Cladistic Markers of IGLJ Sequences.
The three groups defined by the markers of IGLV sequences are also supported by a cladistic analysis of the IGLJ sequences (Fig. 2). In particular, the Gly at position 4 and Thr at position 7 discriminate the group 3 sequences from the groups 1 and 2 sequences. The Thr at position 2 discriminates the group 1 sequences from the other two groups. Group 1 sequences contain the EIK (or occasionally ELK) motif at positions 10–12, whereas group 2 and group 3 sequences contain the TVL (or TVT) and IVT motifs, respectively. These results again show that group 1, 2, and 3 sequences correspond to the human IGJK, IGJL, and frog IGJS sequences, respectively (Fig. 2).

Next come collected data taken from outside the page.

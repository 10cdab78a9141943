//! Public drawing primitives.

use glam::Vec2;

use super::DrawList;
use crate::color::Color;
use crate::error::{DrawError, contract_violation};
use crate::font::Font;
use crate::math::{Corners, Ellipse, Point, Rect};
use crate::render::TextureId;

impl DrawList {
    pub fn line(&mut self, a: Point, b: Point, color: Color, thickness: f32) {
        if color.is_transparent() {
            return;
        }
        self.path_clear();
        self.path_line_to(a);
        self.path_line_to(b);
        self.path_stroke(color, false, thickness);
    }

    pub fn rect(
        &mut self,
        min: Point,
        max: Point,
        color: Color,
        rounding: f32,
        corners: Corners,
        thickness: f32,
    ) {
        if !Self::check_rect(min, max) || color.is_transparent() {
            return;
        }
        self.path_clear();
        self.path_rect(min, max, rounding, corners);
        self.path_stroke(color, true, thickness);
    }

    /// Sharp-cornered fills are emitted as a single quad (4 vertices, 6 indices).
    pub fn rect_filled(
        &mut self,
        min: Point,
        max: Point,
        color: Color,
        rounding: f32,
        corners: Corners,
    ) {
        if !Self::check_rect(min, max) || color.is_transparent() {
            return;
        }
        if rounding <= 0.5 || corners.is_empty() {
            self.prim_rect(min, max, color);
        } else {
            self.path_clear();
            self.path_rect(min, max, rounding, corners);
            self.path_fill_convex(color);
        }
    }

    /// Axis-aligned quad with a color per corner, interpolated across.
    pub fn rect_filled_multicolor(
        &mut self,
        min: Point,
        max: Point,
        top_left: Color,
        top_right: Color,
        bottom_right: Color,
        bottom_left: Color,
    ) {
        if !Self::check_rect(min, max) || !self.prim_reserve(6, 4) {
            return;
        }
        let uv = self.shared.tex_uv_white_pixel();
        let base = self.next_index();
        self.push_vertex(min, uv, top_left);
        self.push_vertex(Vec2::new(max.x, min.y), uv, top_right);
        self.push_vertex(max, uv, bottom_right);
        self.push_vertex(Vec2::new(min.x, max.y), uv, bottom_left);
        self.push_quad(base, base + 1, base + 2, base + 3);
        self.prim_commit();
    }

    pub fn triangle(&mut self, p1: Point, p2: Point, p3: Point, color: Color, thickness: f32) {
        if color.is_transparent() {
            return;
        }
        self.path_clear();
        self.path.extend_from_slice(&[p1, p2, p3]);
        self.path_stroke(color, true, thickness);
    }

    pub fn triangle_filled(&mut self, p1: Point, p2: Point, p3: Point, color: Color) {
        if color.is_transparent() {
            return;
        }
        self.path_clear();
        self.path.extend_from_slice(&[p1, p2, p3]);
        self.path_fill_convex(color);
    }

    /// Strokes a circle. `segments == 0` picks the count from the shared tables.
    pub fn circle(
        &mut self,
        center: Point,
        radius: f32,
        color: Color,
        segments: u16,
        thickness: f32,
    ) {
        let Some(segments) = self.circle_segments(radius, color, segments) else {
            return;
        };
        self.path_clear();
        self.path_circle(center, radius, segments);
        self.path_stroke(color, true, thickness);
    }

    /// Fills a circle as a fan of `segments` triangles around its center.
    pub fn circle_filled(&mut self, center: Point, radius: f32, color: Color, segments: u16) {
        let Some(segments) = self.circle_segments(radius, color, segments) else {
            return;
        };
        self.path_clear();
        self.path_circle(center, radius, segments);
        let path = std::mem::take(&mut self.path);
        self.add_convex_fill(&path, color, Some(center));
        self.path = path;
        self.path.clear();
    }

    /// Resolves the segment count of a circle, or `None` if nothing should be drawn.
    fn circle_segments(&self, radius: f32, color: Color, segments: u16) -> Option<u16> {
        if radius < 0.0 {
            contract_violation(DrawError::NegativeRadius(radius));
            return None;
        }
        if radius == 0.0 || color.is_transparent() {
            return None;
        }
        Some(if segments == 0 {
            self.shared.auto_segment_count(radius)
        } else {
            segments.max(3)
        })
    }

    /// Regular polygon outline with an explicit side count.
    pub fn ngon(&mut self, center: Point, radius: f32, color: Color, sides: u16, thickness: f32) {
        if sides < 3 {
            return;
        }
        self.circle(center, radius, color, sides, thickness);
    }

    pub fn ngon_filled(&mut self, center: Point, radius: f32, color: Color, sides: u16) {
        if sides < 3 {
            return;
        }
        self.circle_filled(center, radius, color, sides);
    }

    pub fn ellipse(&mut self, ellipse: &Ellipse, color: Color, segments: u16, thickness: f32) {
        if color.is_transparent() {
            return;
        }
        self.path_clear();
        self.path_ellipse(ellipse, segments);
        self.path_stroke(color, true, thickness);
    }

    pub fn ellipse_filled(&mut self, ellipse: &Ellipse, color: Color, segments: u16) {
        if color.is_transparent() {
            return;
        }
        self.path_clear();
        self.path_ellipse(ellipse, segments);
        let path = std::mem::take(&mut self.path);
        self.add_convex_fill(&path, color, Some(ellipse.center));
        self.path = path;
        self.path.clear();
    }

    #[allow(clippy::too_many_arguments)]
    pub fn bezier_cubic(
        &mut self,
        p1: Point,
        p2: Point,
        p3: Point,
        p4: Point,
        color: Color,
        thickness: f32,
        segments: u16,
    ) {
        if color.is_transparent() {
            return;
        }
        self.path_clear();
        self.path_line_to(p1);
        self.path_bezier_cubic_curve_to(p2, p3, p4, segments);
        self.path_stroke(color, false, thickness);
    }

    pub fn bezier_quadratic(
        &mut self,
        p1: Point,
        p2: Point,
        p3: Point,
        color: Color,
        thickness: f32,
        segments: u16,
    ) {
        if color.is_transparent() {
            return;
        }
        self.path_clear();
        self.path_line_to(p1);
        self.path_bezier_quadratic_curve_to(p2, p3, segments);
        self.path_stroke(color, false, thickness);
    }

    pub fn polyline(&mut self, points: &[Point], color: Color, closed: bool, thickness: f32) {
        self.add_polyline(points, color, closed, thickness);
    }

    /// Fills a convex polygon. Concave input is not rejected but will render incorrectly.
    pub fn convex_polygon_filled(&mut self, points: &[Point], color: Color) {
        self.add_convex_fill(points, color, None);
    }

    /// Draws `texture` stretched over `rect`, sampling `uv_min..uv_max`.
    pub fn image(
        &mut self,
        texture: TextureId,
        rect: Rect,
        uv_min: Point,
        uv_max: Point,
        color: Color,
    ) {
        if color.is_transparent() {
            return;
        }
        let switch = texture != self.current_texture();
        if switch {
            self.push_texture(texture);
        }
        self.prim_rect_uv(rect.min, rect.max, uv_min, uv_max, color);
        if switch {
            self.pop_texture();
        }
    }

    /// Lays out `text` from `pos` (top of the first line) with line height
    /// `size`, one textured quad per visible glyph. `\n` starts a new line.
    pub fn text(&mut self, font: &dyn Font, size: f32, pos: Point, color: Color, text: &str) {
        let line_height = font.line_height();
        if text.is_empty() || color.is_transparent() || size <= 0.0 || line_height <= 0.0 {
            return;
        }
        let visible = |c: char| {
            c != '\n'
                && font
                    .glyph_or_fallback(c)
                    .is_some_and(|g| g.size.x > 0.0 && g.size.y > 0.0)
        };
        let quads = text.chars().filter(|&c| visible(c)).count();
        if quads == 0 {
            return;
        }

        let texture = font.atlas_texture_id();
        let switch = texture != self.current_texture();
        if switch {
            self.push_texture(texture);
        }
        if self.prim_reserve(quads * 6, quads * 4) {
            let scale = size / line_height;
            let mut pen = pos;
            for c in text.chars() {
                if c == '\n' {
                    pen = Vec2::new(pos.x, pen.y + size);
                    continue;
                }
                let Some(glyph) = font.glyph_or_fallback(c) else {
                    continue;
                };
                if glyph.size.x > 0.0 && glyph.size.y > 0.0 {
                    let min = pen + glyph.offset * scale;
                    let max = min + glyph.size * scale;
                    self.write_rect_uv(min, max, glyph.uv_min, glyph.uv_max, color);
                }
                pen.x += glyph.advance * scale;
            }
            self.prim_commit();
        }
        if switch {
            self.pop_texture();
        }
    }
}
use im_canvas::{Color, Theme, ThemeCategory, ThemeError};

#[test]
fn test_themes_differ() {
    let a = Theme::default_theme();
    let b = Theme::another_theme_for_test();
    assert_ne!(a, b);
    for category in ThemeCategory::ALL {
        assert_ne!(a[category], b[category], "{category:?} is shared");
    }
    assert_eq!(a.title_bar_height, 19.0);
    assert_eq!(b.window_rounding, 0.0);
}

#[test]
fn test_category_indexing() {
    let mut theme = Theme::default();
    theme[ThemeCategory::Button] = Color::RED;
    assert_eq!(theme.color(ThemeCategory::Button), Color::RED);

    theme.set_color(ThemeCategory::Separator, Color::GREEN);
    assert_eq!(theme.colors[ThemeCategory::Separator.index()], Color::GREEN);

    let indices: Vec<usize> = ThemeCategory::ALL.iter().map(|c| c.index()).collect();
    assert_eq!(indices, (0..ThemeCategory::COUNT).collect::<Vec<_>>());
}

#[test]
fn test_json_round_trip_through_file() {
    let dir = std::env::temp_dir().join(format!("im_canvas_theme_{}", std::process::id()));
    std::fs::create_dir_all(&dir).expect("create temp dir");
    let path = dir.join("theme.json");

    let mut theme = Theme::another_theme_for_test();
    theme.font_size = 21.0;
    theme.save(&path).expect("save theme");

    let loaded = Theme::load(&path).expect("load theme");
    assert_eq!(loaded, theme);

    std::fs::remove_dir_all(&dir).ok();
}

#[test]
fn test_malformed_json_is_reported() {
    let err = Theme::from_json_str("{ \"font_size\": ").unwrap_err();
    assert!(matches!(err, ThemeError::Json(_)));

    let err = Theme::from_json_str("{ \"font_size\": 13.0 }").unwrap_err();
    assert!(matches!(err, ThemeError::Json(_)));
}

#[test]
fn test_missing_file_is_an_io_error() {
    let err = Theme::load("/definitely/not/a/theme.json").unwrap_err();
    assert!(matches!(err, ThemeError::Io(_)));
}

Cladistic Markers of IGLC Sequences.
Analysis of IGLC sequences confirmed the existence of the three isotypic groups (Fig. 3). Specifically, by the presence of distinct amino acid residues at positions 14, 32, 34, 79, and 91, group 3 sequences could be discriminated from the sequences belonging to groups 1 and 2. Residues at positions 17, 56, 60, 65, and 102 discriminated group 1 sequences from group 2 sequences. These markers discriminate IGL isotypes in all of the species examined, including the frog. There are also two other markers, which can also distinguish IGL isotypes in all of the species except the frog. In one case, the Cκ domains in all of the species tested except frog have amino acid residues at positions 94 and 95, whereas the Cλ domains lack residues at these positions (Fig. 3). In the frog, both Cκ and Cλ domains lack the residues at these two positions. In the second case, at position 79 Cκ and Cλ domains have Tyr and Trp, respectively, in all of the species except frog, in which Cκ has Trp at this position. The two alternative explanations of these exceptions could be independent mutations at these sites in the frog lineage or retention of an intermediate stage in the evolutionary split of IGCK and IGCL genes.
Fig. 3.
Alignment of representative IGLC sequences. The conserved markers that can be used for identifying the three isotypes corresponding to group 1–3 genes are highlighted. The two markers at position 79 and 94–95 (not highlighted) can also distinguish the κ and λ isotypes except frog. The numbering of amino acid positions is based on the human IGCK and IGCL sequences (Ensembl annotation), and the gap relative to the frog IGCS sequence is indicated by “a.” Xt and Xl stand for frog species X. tropicalis and X. laevis, respectively. The aligned sequences of all functional IGLC genes are given in Dataset S3.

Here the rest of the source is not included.